Help! What am I completely missing here? What justifies the inclusion of so many regular answers that are longer than many of the theme entries?

Oh! I see it at last! Everywhere there’s a three-square black bar, it replaces the letters BAR in the entry that butts up against its end. Given that the letters would fit perfectly into those three black squares, it’s a neat trick. But man, was that hard to see.
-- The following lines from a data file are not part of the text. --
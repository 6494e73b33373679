//! Metrics sink trait

use crate::types::MetricSample;
use async_trait::async_trait;

/// Backend that accepts one sample per call
#[async_trait]
pub trait MetricsSink: Send + Sync {
    /// Deliver a single sample
    async fn put_metric(&self, sample: &MetricSample) -> Result<(), MetricDeliveryError>;

    /// Short backend name for logs
    fn name(&self) -> &'static str;
}

/// Failure to hand a sample to the backend
#[derive(Debug, Clone, thiserror::Error)]
pub enum MetricDeliveryError {
    #[error("{backend} rejected metric {metric}: {message}")]
    Rejected {
        backend: &'static str,
        metric: String,
        message: String,
    },

    #[error("{backend} unavailable: {message}")]
    Unavailable {
        backend: &'static str,
        message: String,
    },

    #[error("Invalid metric sample: {0}")]
    InvalidSample(String),
}
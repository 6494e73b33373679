//! Target API configuration
//!
//! Identifies the API under test and the project/stage the emitted metrics
//! are attributed to. The project name doubles as the metric namespace and the
//! stage is both a metric dimension and the first segment of every request
//! path.

use crate::error::ConfigResult;
use crate::validation::{validate_endpoint, validate_required_string, Validatable};
use serde::{Deserialize, Serialize};

#[derive(Debug, Clone, Serialize, Deserialize)]
#[serde(default)]
pub struct TargetConfig {
    /// Prefix of the metric `Type` dimension (`{test_name}/{case type}`)
    #[serde(default = "default_test_name")]
    pub test_name: String,

    /// Metric namespace
    pub project_name: String,

    /// Deployment stage, e.g. `dev` or `prod`
    pub project_stage: String,

    /// API host (`abc.execute-api.region.amazonaws.com`) or base URL
    pub endpoint: String,

    /// Sent as `x-api-key` when present
    #[serde(skip_serializing_if = "Option::is_none")]
    pub api_key: Option<String>,

    /// Sent as `Authentication` when present
    #[serde(skip_serializing_if = "Option::is_none")]
    pub auth_token: Option<String>,
}

impl Default for TargetConfig {
    fn default() -> Self {
        Self {
            test_name: default_test_name(),
            project_name: String::new(),
            project_stage: String::new(),
            endpoint: String::new(),
            api_key: None,
            auth_token: None,
        }
    }
}

impl Validatable for TargetConfig {
    fn validate(&self) -> ConfigResult<()> {
        validate_required_string(&self.test_name, "test_name", self.domain_name())?;
        validate_required_string(&self.project_name, "project_name", self.domain_name())?;
        validate_required_string(&self.project_stage, "project_stage", self.domain_name())?;
        validate_endpoint(&self.endpoint, "endpoint", self.domain_name())?;

        if self.project_stage.contains('/') {
            return Err(self.validation_error("project_stage cannot contain '/'"));
        }

        if matches!(self.api_key.as_deref(), Some("")) {
            return Err(self.validation_error("api_key cannot be empty when set"));
        }

        if matches!(self.auth_token.as_deref(), Some("")) {
            return Err(self.validation_error("auth_token cannot be empty when set"));
        }

        Ok(())
    }

    fn domain_name(&self) -> &'static str {
        "target"
    }
}

fn default_test_name() -> String {
    "ApiGateway".to_string()
}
P.S. I’m pretty sure the clue for AGO—32d: [Fifth word of the Gettysburg Address]—wasn’t Liz’s. Why, she has stitched the entire text of Lincoln’s speech on fabric, and she’s got it as “Four score and seven years ago,” AGO being the sixth word. Apparently some people like to make “fourscore” one word?

Merl Reagle’s syndicated/Philadelphia Inquirer crossword, “Punjabbing”—Jeffrey’s review

Theme: Indian terms in common phrases with punny results.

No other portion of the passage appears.